** Material for the task follows **

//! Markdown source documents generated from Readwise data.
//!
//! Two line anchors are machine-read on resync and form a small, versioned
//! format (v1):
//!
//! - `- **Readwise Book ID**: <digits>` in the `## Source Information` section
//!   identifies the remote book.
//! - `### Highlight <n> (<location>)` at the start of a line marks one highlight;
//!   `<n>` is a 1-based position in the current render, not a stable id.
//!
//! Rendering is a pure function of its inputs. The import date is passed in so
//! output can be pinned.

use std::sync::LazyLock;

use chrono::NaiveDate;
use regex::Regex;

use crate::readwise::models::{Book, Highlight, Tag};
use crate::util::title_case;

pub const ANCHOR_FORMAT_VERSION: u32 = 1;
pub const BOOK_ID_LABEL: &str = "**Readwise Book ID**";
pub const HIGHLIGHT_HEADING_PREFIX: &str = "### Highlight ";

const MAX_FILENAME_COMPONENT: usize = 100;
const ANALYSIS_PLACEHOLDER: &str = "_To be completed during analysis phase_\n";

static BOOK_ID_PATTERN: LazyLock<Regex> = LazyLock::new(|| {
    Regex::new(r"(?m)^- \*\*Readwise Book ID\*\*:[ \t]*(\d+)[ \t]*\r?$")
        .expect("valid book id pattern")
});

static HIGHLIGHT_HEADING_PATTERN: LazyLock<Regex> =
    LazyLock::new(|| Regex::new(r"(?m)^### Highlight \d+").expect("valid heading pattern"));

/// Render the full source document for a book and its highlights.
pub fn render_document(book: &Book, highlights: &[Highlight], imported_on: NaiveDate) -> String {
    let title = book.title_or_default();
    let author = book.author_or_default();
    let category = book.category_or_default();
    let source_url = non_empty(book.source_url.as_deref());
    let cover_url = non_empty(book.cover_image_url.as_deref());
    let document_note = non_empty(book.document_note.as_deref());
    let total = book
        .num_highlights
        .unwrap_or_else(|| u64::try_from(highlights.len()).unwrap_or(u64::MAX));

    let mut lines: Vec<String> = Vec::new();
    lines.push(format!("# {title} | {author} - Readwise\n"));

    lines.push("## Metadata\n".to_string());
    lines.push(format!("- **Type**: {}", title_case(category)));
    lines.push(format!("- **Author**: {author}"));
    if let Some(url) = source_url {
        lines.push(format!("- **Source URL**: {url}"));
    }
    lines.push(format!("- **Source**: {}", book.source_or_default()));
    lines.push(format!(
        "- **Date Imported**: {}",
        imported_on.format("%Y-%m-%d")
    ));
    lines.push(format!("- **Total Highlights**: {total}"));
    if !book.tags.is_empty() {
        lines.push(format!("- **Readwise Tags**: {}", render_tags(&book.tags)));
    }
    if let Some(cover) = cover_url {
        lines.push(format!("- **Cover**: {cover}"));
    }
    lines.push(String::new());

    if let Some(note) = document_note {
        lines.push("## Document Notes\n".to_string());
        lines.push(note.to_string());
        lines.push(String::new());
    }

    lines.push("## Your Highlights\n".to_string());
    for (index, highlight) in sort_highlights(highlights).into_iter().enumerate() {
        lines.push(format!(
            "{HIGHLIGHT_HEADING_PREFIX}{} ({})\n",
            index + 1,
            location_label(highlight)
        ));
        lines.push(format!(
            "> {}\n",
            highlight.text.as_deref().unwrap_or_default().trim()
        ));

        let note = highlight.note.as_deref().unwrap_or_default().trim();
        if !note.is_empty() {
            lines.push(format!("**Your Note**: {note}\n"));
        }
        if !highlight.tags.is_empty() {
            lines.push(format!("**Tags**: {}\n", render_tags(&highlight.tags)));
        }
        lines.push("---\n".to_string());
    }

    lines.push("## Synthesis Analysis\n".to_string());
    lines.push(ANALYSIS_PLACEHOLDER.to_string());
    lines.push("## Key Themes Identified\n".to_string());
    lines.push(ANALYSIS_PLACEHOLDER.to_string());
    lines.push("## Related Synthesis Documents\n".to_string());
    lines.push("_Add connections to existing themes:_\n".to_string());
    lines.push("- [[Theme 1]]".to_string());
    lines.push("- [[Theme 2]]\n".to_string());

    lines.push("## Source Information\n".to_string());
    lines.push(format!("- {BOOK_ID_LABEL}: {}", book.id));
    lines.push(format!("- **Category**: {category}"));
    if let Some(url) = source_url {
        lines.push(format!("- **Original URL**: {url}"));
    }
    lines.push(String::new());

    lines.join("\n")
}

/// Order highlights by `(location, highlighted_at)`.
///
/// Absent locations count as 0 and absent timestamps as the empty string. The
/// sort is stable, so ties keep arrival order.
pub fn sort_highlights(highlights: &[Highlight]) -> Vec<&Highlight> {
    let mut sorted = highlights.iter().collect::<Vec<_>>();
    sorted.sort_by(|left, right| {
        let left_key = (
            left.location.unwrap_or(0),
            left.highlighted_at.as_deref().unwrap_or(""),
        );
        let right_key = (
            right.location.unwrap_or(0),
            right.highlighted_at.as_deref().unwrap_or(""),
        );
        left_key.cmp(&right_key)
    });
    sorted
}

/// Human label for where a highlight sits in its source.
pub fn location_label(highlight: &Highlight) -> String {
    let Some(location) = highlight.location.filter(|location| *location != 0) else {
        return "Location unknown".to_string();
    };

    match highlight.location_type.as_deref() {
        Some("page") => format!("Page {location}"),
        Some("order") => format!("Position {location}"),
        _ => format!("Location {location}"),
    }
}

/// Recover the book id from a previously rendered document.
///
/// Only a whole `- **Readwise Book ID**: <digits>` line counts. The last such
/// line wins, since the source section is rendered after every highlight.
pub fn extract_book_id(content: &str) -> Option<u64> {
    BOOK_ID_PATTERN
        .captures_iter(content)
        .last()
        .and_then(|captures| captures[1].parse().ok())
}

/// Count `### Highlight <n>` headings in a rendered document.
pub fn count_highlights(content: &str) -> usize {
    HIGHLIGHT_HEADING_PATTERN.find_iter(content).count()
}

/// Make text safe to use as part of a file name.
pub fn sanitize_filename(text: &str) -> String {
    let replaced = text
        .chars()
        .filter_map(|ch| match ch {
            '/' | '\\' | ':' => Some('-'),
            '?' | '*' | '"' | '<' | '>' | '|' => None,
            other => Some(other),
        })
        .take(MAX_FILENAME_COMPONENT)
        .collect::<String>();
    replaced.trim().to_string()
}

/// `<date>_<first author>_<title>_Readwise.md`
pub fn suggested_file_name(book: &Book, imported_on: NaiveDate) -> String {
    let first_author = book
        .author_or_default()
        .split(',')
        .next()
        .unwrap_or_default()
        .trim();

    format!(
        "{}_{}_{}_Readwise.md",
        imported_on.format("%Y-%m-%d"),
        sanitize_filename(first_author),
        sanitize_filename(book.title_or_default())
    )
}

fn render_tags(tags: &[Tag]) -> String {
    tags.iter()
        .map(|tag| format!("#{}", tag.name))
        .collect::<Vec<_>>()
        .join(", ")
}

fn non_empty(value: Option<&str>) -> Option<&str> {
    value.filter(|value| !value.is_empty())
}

** End of Material for the task **

*Instructions to follow*.
How many lines of the material above contain the word "Your"? Answer with the number only.

*Answer to this task*.
2